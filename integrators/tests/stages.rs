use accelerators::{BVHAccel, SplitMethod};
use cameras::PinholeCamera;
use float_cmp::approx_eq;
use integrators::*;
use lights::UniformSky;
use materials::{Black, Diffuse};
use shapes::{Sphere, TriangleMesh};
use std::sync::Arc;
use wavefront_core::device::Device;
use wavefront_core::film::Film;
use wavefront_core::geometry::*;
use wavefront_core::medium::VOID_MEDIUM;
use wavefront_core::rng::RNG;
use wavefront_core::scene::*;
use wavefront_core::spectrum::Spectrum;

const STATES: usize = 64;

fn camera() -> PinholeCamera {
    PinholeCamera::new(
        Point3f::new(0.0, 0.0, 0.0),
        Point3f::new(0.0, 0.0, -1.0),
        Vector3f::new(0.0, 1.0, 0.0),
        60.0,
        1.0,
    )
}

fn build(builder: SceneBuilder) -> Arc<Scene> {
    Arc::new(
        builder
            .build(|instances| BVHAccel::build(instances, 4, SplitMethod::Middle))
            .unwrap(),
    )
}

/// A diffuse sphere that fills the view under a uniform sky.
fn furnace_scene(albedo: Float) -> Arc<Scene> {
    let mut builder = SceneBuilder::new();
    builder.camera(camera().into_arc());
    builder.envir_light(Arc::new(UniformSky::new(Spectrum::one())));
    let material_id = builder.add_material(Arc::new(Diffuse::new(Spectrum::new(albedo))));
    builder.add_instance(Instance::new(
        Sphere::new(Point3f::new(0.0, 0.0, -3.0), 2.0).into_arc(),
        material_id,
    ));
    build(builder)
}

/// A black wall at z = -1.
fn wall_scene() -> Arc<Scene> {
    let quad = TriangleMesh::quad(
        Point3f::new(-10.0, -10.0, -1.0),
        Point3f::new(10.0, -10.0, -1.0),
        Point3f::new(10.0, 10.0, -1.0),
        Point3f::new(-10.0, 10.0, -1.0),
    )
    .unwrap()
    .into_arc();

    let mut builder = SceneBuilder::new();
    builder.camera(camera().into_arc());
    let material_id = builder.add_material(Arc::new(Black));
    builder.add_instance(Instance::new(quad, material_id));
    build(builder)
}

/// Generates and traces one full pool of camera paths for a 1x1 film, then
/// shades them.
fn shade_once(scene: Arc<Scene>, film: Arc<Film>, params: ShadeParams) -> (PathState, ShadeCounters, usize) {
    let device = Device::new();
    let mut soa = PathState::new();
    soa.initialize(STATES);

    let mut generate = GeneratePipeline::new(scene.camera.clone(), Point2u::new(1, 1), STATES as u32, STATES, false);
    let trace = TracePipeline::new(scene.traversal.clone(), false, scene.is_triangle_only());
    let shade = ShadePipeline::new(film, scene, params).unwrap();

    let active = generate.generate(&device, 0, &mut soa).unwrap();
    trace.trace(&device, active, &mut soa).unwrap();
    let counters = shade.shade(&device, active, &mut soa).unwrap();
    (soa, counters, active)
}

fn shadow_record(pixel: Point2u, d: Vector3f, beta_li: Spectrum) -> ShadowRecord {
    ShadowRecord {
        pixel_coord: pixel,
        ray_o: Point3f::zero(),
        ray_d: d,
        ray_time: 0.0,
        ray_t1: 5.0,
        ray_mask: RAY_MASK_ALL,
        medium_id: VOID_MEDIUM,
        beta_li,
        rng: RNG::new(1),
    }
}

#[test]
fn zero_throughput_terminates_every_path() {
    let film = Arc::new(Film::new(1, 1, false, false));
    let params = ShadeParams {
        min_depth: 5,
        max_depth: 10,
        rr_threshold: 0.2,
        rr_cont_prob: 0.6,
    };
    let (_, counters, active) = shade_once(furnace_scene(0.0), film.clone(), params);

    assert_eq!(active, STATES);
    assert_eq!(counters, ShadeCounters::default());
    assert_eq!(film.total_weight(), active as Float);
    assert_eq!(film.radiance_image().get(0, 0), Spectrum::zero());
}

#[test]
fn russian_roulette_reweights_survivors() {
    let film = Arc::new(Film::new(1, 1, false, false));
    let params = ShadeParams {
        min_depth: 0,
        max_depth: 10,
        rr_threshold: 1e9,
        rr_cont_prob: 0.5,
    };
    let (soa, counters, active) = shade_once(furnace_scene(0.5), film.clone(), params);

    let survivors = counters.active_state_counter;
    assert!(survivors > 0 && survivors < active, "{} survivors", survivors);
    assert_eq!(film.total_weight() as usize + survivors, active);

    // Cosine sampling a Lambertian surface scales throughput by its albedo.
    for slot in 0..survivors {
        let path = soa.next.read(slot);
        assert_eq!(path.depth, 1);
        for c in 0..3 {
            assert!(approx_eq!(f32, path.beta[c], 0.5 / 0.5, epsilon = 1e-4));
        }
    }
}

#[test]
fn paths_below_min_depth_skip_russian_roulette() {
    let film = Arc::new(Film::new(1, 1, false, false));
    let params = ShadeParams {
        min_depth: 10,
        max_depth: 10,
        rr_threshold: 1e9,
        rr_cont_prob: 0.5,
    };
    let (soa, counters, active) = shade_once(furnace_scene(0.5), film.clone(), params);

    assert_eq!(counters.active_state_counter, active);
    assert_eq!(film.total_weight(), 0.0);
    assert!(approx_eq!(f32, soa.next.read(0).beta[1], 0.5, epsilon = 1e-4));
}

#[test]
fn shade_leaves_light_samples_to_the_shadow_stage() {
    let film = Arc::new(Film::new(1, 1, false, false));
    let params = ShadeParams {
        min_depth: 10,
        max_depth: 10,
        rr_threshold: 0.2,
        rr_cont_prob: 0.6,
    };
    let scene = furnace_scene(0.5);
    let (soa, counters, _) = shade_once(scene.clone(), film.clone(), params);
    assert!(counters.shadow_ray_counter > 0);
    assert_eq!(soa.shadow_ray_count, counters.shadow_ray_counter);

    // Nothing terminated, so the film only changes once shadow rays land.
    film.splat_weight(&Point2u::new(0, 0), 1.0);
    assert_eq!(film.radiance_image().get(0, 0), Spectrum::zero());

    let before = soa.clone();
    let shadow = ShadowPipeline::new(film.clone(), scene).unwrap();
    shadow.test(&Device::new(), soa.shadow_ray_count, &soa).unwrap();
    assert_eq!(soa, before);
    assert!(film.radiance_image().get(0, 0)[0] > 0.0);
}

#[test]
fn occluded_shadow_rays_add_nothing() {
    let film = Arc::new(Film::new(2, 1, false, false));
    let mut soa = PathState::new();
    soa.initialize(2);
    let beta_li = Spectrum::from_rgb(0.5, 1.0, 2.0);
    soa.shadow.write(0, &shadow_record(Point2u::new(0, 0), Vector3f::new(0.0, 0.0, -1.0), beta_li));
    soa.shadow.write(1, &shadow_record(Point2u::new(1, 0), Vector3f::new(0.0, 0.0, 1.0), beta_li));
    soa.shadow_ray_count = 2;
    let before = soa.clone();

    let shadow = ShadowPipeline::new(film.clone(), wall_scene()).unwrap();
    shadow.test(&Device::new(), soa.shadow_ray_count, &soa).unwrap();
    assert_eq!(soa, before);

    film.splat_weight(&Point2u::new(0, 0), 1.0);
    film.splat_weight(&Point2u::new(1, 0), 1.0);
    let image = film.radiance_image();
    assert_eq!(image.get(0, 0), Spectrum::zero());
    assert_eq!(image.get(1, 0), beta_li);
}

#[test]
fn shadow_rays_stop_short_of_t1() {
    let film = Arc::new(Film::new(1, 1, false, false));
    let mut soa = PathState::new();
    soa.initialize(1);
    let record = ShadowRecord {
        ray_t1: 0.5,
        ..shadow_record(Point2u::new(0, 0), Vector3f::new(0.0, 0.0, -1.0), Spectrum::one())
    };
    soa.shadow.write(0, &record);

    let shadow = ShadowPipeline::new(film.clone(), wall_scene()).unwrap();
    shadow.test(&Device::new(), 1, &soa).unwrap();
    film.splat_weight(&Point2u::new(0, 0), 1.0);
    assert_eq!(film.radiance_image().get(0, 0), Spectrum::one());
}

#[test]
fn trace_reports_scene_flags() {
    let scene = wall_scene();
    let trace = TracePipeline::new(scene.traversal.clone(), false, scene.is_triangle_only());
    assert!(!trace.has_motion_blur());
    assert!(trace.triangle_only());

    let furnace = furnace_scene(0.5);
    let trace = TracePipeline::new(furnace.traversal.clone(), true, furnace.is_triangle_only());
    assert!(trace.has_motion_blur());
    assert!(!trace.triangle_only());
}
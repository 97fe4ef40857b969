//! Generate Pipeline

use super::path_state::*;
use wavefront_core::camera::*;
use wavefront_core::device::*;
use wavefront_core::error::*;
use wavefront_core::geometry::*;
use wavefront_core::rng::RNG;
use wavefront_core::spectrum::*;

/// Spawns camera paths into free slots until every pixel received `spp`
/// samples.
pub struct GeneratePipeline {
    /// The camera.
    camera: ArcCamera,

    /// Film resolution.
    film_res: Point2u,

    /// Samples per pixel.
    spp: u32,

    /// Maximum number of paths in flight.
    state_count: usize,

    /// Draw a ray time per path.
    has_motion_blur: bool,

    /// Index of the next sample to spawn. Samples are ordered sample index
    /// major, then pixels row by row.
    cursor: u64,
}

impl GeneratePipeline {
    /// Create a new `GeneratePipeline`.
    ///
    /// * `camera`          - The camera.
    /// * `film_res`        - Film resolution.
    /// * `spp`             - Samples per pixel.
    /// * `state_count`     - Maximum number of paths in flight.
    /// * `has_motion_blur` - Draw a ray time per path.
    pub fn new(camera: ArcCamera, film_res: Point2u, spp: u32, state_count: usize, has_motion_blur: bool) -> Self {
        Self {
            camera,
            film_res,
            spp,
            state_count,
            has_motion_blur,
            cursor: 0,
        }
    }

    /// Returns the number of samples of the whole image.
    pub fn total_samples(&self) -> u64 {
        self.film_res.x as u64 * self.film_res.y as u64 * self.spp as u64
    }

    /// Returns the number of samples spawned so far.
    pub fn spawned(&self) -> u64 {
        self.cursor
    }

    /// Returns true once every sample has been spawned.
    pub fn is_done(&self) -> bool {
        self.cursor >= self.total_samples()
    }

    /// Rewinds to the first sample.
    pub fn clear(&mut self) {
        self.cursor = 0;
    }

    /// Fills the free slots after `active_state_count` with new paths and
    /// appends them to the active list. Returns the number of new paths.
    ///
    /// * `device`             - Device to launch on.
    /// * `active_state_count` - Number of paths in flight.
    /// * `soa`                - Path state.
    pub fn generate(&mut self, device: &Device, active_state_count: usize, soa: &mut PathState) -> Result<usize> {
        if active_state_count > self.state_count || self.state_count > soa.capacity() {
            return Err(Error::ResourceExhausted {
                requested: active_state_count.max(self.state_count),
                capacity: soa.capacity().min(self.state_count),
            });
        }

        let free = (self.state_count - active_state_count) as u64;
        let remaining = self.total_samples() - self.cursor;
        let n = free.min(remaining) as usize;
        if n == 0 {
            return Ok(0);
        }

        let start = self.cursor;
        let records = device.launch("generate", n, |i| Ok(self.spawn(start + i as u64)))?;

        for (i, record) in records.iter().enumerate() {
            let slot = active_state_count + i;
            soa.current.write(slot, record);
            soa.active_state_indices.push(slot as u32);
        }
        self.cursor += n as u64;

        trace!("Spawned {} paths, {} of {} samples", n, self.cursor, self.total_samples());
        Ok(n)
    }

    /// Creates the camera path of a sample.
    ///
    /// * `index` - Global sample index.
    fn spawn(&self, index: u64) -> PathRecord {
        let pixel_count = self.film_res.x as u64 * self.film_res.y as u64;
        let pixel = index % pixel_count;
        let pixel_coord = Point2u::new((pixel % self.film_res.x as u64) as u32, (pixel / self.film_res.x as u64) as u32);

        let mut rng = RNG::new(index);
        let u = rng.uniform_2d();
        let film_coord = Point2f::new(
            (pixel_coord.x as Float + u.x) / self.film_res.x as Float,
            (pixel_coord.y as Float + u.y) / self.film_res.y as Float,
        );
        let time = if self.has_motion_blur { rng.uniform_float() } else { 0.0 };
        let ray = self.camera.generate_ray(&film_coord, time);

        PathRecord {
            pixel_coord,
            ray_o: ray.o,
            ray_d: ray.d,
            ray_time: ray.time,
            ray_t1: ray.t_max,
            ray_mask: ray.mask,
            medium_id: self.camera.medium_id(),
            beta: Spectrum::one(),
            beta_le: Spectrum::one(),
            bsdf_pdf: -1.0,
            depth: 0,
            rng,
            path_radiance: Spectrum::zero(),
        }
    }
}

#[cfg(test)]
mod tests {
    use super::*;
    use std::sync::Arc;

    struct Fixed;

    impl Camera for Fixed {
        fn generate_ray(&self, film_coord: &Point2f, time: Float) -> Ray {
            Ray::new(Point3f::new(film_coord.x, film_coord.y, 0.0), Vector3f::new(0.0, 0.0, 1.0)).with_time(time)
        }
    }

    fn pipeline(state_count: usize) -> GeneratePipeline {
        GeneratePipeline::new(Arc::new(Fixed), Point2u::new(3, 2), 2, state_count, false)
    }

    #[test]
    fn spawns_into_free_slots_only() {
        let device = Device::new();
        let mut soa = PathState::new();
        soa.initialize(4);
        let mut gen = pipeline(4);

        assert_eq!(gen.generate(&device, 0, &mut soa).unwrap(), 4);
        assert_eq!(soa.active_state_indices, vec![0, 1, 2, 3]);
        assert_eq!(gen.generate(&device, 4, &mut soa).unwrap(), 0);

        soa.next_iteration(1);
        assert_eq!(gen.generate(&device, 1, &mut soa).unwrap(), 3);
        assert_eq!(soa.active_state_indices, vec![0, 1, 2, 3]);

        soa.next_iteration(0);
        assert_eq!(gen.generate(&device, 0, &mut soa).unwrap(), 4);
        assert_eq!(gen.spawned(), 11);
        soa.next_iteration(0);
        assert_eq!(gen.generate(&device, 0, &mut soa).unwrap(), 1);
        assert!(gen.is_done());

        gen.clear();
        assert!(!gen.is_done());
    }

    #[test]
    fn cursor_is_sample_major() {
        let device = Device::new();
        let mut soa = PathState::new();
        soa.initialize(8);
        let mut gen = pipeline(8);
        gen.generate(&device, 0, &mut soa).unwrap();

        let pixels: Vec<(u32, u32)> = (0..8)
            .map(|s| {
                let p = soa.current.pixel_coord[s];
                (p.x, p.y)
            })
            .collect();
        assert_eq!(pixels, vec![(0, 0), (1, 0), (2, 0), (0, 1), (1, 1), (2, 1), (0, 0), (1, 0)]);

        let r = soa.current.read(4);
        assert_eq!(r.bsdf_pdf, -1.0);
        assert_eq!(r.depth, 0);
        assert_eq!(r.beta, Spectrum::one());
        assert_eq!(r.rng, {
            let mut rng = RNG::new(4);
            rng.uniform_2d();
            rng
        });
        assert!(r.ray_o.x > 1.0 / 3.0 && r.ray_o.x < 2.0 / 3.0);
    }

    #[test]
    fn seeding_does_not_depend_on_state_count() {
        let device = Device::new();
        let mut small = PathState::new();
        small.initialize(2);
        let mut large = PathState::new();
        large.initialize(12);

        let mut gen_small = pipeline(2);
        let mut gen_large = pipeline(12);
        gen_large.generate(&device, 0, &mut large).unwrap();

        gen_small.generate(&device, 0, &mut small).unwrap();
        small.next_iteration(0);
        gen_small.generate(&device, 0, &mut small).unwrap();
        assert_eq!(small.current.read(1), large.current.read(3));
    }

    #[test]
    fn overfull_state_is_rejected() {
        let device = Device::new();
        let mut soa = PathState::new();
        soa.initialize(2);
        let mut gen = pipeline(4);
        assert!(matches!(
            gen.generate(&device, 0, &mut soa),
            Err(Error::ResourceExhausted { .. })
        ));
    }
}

++++++++++++++++++++

→ **EXERCISE GOAL**: In the lines above, spot each one that contains the word "struct" and copy it.

→ **EXERCISE RESULT**:
pub struct GeneratePipeline {
    struct Fixed;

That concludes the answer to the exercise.